I will likely be away over the weekend and may not have time to post any recipes, so for today, have a longer one from the 1547 Künstlichs und Nutzlichs Kochbuch. Balthasar Staindl plays with food in a grand tradition:

Jellied Almonds that Can Have any Colours You Want

xviii) Almonds are white by themselves. Make it yellow with saffron and green with parsley. Red can be had from an apothecary. A thing called a coloured cloth (farbtüch) from the apothecary should be taken and boiled, then the water will be red. You can make almond (jelly) with that, but you must boil isinglass in it and mix in a good amount of sugar, just like with the egg cheese.


xix) You make brown colour this way: Take ground almonds and add tart cherry sauce, and the almond (jelly) will turn brown. To make it black, you take cloves, (and?) spice powder (gstüp) and water that has been boiled with isinglass. Boil peas in it and strain the pea broth through a cloth, and sweeten it with sugar. It will turn black.


To Make Red Color

xix) (the number occurs twice) Make it this way: Take water in which isinglass has been boiled, sweeten it, and strain it through a cloth. Then take red color from a sworn (i.e. guilded) apothecary, let the abovementioned water cool, and stir in the color. Pour it soon, as it will gel. You can pour it into any mould you want.

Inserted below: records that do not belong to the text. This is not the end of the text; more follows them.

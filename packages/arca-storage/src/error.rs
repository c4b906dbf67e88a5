#[derive(Debug, thiserror::Error)]
pub enum Error {
	#[error(transparent)]
	Sqlx(#[from] sqlx::Error),
	#[error("Invalid document: {0}")]
	InvalidDocument(String),
}
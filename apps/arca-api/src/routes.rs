use axum::extract::{Path, State};
use axum::http::StatusCode;
use axum::response::{IntoResponse, Response};
use axum::routing::{get, post};
use axum::{Json, Router};
use serde::Serialize;

use arca_domain::{Conversation, Source};
use arca_service::{
	ChatRequest, ChatResponse, ImportRequest, ImportResponse, ListResponse, ModelsResponse,
	SaveRequest, SaveResponse, SearchRequest, SearchResponse, ServiceError,
};

use crate::state::AppState;

pub fn router(state: AppState) -> Router {
	Router::new()
		.route("/health", get(health))
		.route("/v1/conversations", get(list))
		.route("/v1/conversations/import", post(import))
		.route("/v1/conversations/{id}", get(get_by_id))
		.route("/v1/search", post(search))
		.route("/v1/chat/{provider}/completions", post(chat))
		.route("/v1/chat/{provider}/models", get(models))
		.route("/v1/chat/{provider}/save", post(save))
		.with_state(state)
}

async fn health() -> StatusCode {
	StatusCode::OK
}

async fn list(State(state): State<AppState>) -> Result<Json<ListResponse>, ApiError> {
	let response = state.service.list().await?;
	Ok(Json(response))
}

async fn get_by_id(
	State(state): State<AppState>,
	Path(id): Path<String>,
) -> Result<Json<Conversation>, ApiError> {
	let response = state.service.get(&id).await?;
	Ok(Json(response))
}

async fn import(
	State(state): State<AppState>,
	Json(payload): Json<ImportRequest>,
) -> Result<Json<ImportResponse>, ApiError> {
	let response = state.service.import(payload).await?;
	Ok(Json(response))
}

async fn search(
	State(state): State<AppState>,
	Json(payload): Json<SearchRequest>,
) -> Result<Json<SearchResponse>, ApiError> {
	let response = state.service.search(payload).await?;
	Ok(Json(response))
}

async fn chat(
	State(state): State<AppState>,
	Path(provider): Path<String>,
	Json(payload): Json<ChatRequest>,
) -> Result<Json<ChatResponse>, ApiError> {
	let provider = parse_provider(&provider)?;
	let response = state.service.chat(provider, payload).await?;
	Ok(Json(response))
}

async fn models(
	State(state): State<AppState>,
	Path(provider): Path<String>,
) -> Result<Json<ModelsResponse>, ApiError> {
	let provider = parse_provider(&provider)?;
	let response = state.service.models(provider).await?;
	Ok(Json(response))
}

async fn save(
	State(state): State<AppState>,
	Path(provider): Path<String>,
	Json(payload): Json<SaveRequest>,
) -> Result<Json<SaveResponse>, ApiError> {
	let provider = parse_provider(&provider)?;
	let response = state.service.save(provider, payload).await?;
	Ok(Json(response))
}

/// Chat routes address an inference server, so the archival-only source is
/// rejected along with unknown names.
fn parse_provider(raw: &str) -> Result<Source, ApiError> {
	match Source::parse(raw) {
		Some(source @ (Source::Ollama | Source::Lmstudio)) => Ok(source),
		_ => Err(ApiError::new(
			StatusCode::BAD_REQUEST,
			"invalid_request",
			format!("Unknown provider {raw:?}; expected \"ollama\" or \"lmstudio\"."),
		)),
	}
}

#[derive(Debug, Serialize)]
struct ErrorBody {
	error_code: String,
	message: String,
}

#[derive(Debug)]
pub struct ApiError {
	status: StatusCode,
	error_code: String,
	message: String,
}

impl ApiError {
	fn new(status: StatusCode, error_code: impl Into<String>, message: impl Into<String>) -> Self {
		Self { status, error_code: error_code.into(), message: message.into() }
	}
}

impl From<ServiceError> for ApiError {
	fn from(err: ServiceError) -> Self {
		match err {
			ServiceError::InvalidRequest { message } => {
				Self::new(StatusCode::BAD_REQUEST, "invalid_request", message)
			},
			ServiceError::NotFound { message } => {
				Self::new(StatusCode::NOT_FOUND, "not_found", message)
			},
			ServiceError::Provider { message } => {
				Self::new(StatusCode::BAD_GATEWAY, "provider_error", message)
			},
			ServiceError::Storage { message } => {
				Self::new(StatusCode::INTERNAL_SERVER_ERROR, "storage_error", message)
			},
		}
	}
}

impl IntoResponse for ApiError {
	fn into_response(self) -> Response {
		let body = ErrorBody { error_code: self.error_code, message: self.message };
		(self.status, Json(body)).into_response()
	}
}

#[cfg(test)]
mod tests {
	use super::*;

	#[test]
	fn provider_names_are_restricted_to_inference_servers() {
		assert_eq!(parse_provider("ollama").expect("provider"), Source::Ollama);
		assert_eq!(parse_provider("lmstudio").expect("provider"), Source::Lmstudio);
		assert!(parse_provider("chatgpt").is_err());
		assert!(parse_provider("openai").is_err());
	}
}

To Make an Almond Cheese that Has as Many Colours as You Want

xx) Make it this way: Pour one of the abovementioned (liquids) into a cup a finger high and let it gel. Afterwards, pour another color into it, not hot, only cold, or they will flow into each other. Pour in as many colors as you want until the cup is full. After it has all boiled and gelled, immerse the cup in hot water, but take it out again soon and turn it out over a bowl and you will have all the colors. Cut the pounded almond (jelly) lengthwise so you see all the colors one after another.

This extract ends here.